Cependant l’existence de stimuli sensoriels liés à ceux de la mère ne peut d’aucune façon être remise en question. Nombre de capteurs sensoriels se développent, et parfois dès la cinquième semaine de grossesse, et sont actifs chez le fœtus. Le système olfactif[5] est même plus riche en capteurs sensoriels que celui de l’enfant et de l’adulte. Le développement variable des différents sens chez le fœtus ne nous permet guère de généralités, mais disons tout de même que le fœtus entend, goûte, voit, sent (par la peau et l’olfaction). Et l’origine de ces différents stimuli est indubitablement liée à la mère. Le goût et l’odeur viennent de ses aliments, les sons de sa voix. Nous avons là l’un des principaux bruits que le fœtus entend, à moins d’un environnement sonore dont le volume des décibels serait très élevé, comme dans un concert par exemple. Il n’y a guère que le sens du toucher qui est stimulé par le contact direct au milieu : avec l’ombilic, avec le reste du corps du fœtus et avec les parois utérines mais cela grâce aux mouvements maternels. Conclusion : il y a de fortes chances pour qu’il manque des étapes au développement du fœtus si ses appareils sensitifs ne sont pas stimulés. On peut imaginer pallier l’absence d’une gestation maternelle par des apports nutritifs appareillés et adaptés. On peut imaginer stimuler l’audition par de la musique ou autre. Mais il reste que l’on a du mal à imaginer le palliatif à la voix maternelle et aux mouvements maternels sans sortir du cadre de pensée où l’utérus artificiel est assimilé à une sorte de couveuse fixe disposée dans une chambre d’hôpital. Il faut alors passer à ce que nous appelons la gaia[6]. Cet utérus artificiel se présenterait comme une poche kangourou qui remplirait la tâche de donner le milieu nécessaire au développement du futur enfant mais qui serait constamment porté par l’un des parents. Par un moyen ou par un autre (régulation thermique de la gaia réglée sur celle du parent par exemple) cela serait obligatoire de la porter. Cette forme d’utérus artificiel remplirait une autre condition nécessaire au développement de la technique que nous allons aborder à présent : la responsabilité de la parentalité.

Plan de la démarche :

Présentation

La liberté de choix

Responsabilité parentale

Conclusion et bibilographie


[1] Etant entendu comme droit permissif.

[2] Propos tenus par R. Tong lors de son intervention au 7ème congrès mondial de bioéthique, du 9 au 12 novembre 2004, Sydney, Australie. Il soutenait que les enfants de l’utérus artificiel seraient sans ombilic et ne pourraient donc pas s’inscrire dans l’Histoire, n’ayant eux-mêmes pas de lien avec le passé.

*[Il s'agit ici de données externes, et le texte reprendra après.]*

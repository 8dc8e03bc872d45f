/// A fixed orthographic view of the unit square the simulation lives in.
/// There is nothing to orbit in 2D; all the camera does is letterbox the
/// domain into whatever aspect ratio the window has.
#[derive(Debug)]
pub struct Camera {
    aspect: f32,
}

/// Half-extent of the view around the domain center, leaving a small margin
/// around the walls.
const HALF_EXTENT: f32 = 0.55;

impl Camera {
    pub fn new(width: u32, height: u32) -> Self {
        Self {
            aspect: width as f32 / height as f32,
        }
    }

    pub fn resize(&mut self, width: u32, height: u32) {
        self.aspect = width as f32 / height as f32;
    }

    pub fn build_view_projection_matrix(&self) -> na::Matrix4<f32> {
        // wgpu clip space has z in [0, 1] where OpenGL has [-1, 1].
        #[rustfmt::skip]
        pub const OPENGL_TO_WGPU_MATRIX: na::Matrix4<f32> = na::Matrix4::new(
            1.0, 0.0, 0.0, 0.0,
            0.0, 1.0, 0.0, 0.0,
            0.0, 0.0, 0.5, 0.0,
            0.0, 0.0, 0.5, 1.0,
        );

        let (half_width, half_height) = if self.aspect >= 1. {
            (HALF_EXTENT * self.aspect, HALF_EXTENT)
        } else {
            (HALF_EXTENT, HALF_EXTENT / self.aspect)
        };

        let proj = na::Matrix4::new_orthographic(
            0.5 - half_width,
            0.5 + half_width,
            0.5 - half_height,
            0.5 + half_height,
            -1.,
            1.,
        );

        OPENGL_TO_WGPU_MATRIX * proj
    }
}

#[cfg(test)]
mod tests {
    use super::*;

    #[test]
    fn domain_corners_stay_in_clip_space() {
        for &(w, h) in &[(800, 600), (600, 800), (512, 512)] {
            let camera = Camera::new(w, h);
            let m = camera.build_view_projection_matrix();

            for &(x, y) in &[(0., 0.), (1., 0.), (0., 1.), (1., 1.)] {
                let clip = m * na::Vector4::new(x, y, 0., 1.);
                assert!(clip.x.abs() <= 1. && clip.y.abs() <= 1., "({}, {})", x, y);
                assert!(clip.z >= 0. && clip.z <= 1.);
            }
        }
    }
}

[3] Pour la discussion de l’absence d’ombilic que ce soit biologiquement ou symboliquement voir M.Descamps L’utérus, la technique et l’amour, Paris, PUF, « Intervention Philosophique »,2008, p 5 sqq.

[4] Expérience relatée dans Que savent les foetus ? Marie-Claire Busnel [et al], Ramonville, Erès, Collection Mille et un bébés, 1997

[5] Cette particularité fœtale est le système voméro nasal (ensemble de cellules olfactives situées sur le pourtour du nez) présent de la 5ème semaine à la 20ème environ. Les molécules olfactives passent la barrière du placenta et sont efficientes en milieu liquide.

[6] Nous avons choisi ce terme pour ne pas subir la portée sémantique de mots comme « couveuse » évidemment statique ou «  porte-bébé » destiné aux enfants nés.  Dans la mythologie grecque elle est la déesse primordiale qui enfante d’elle-même.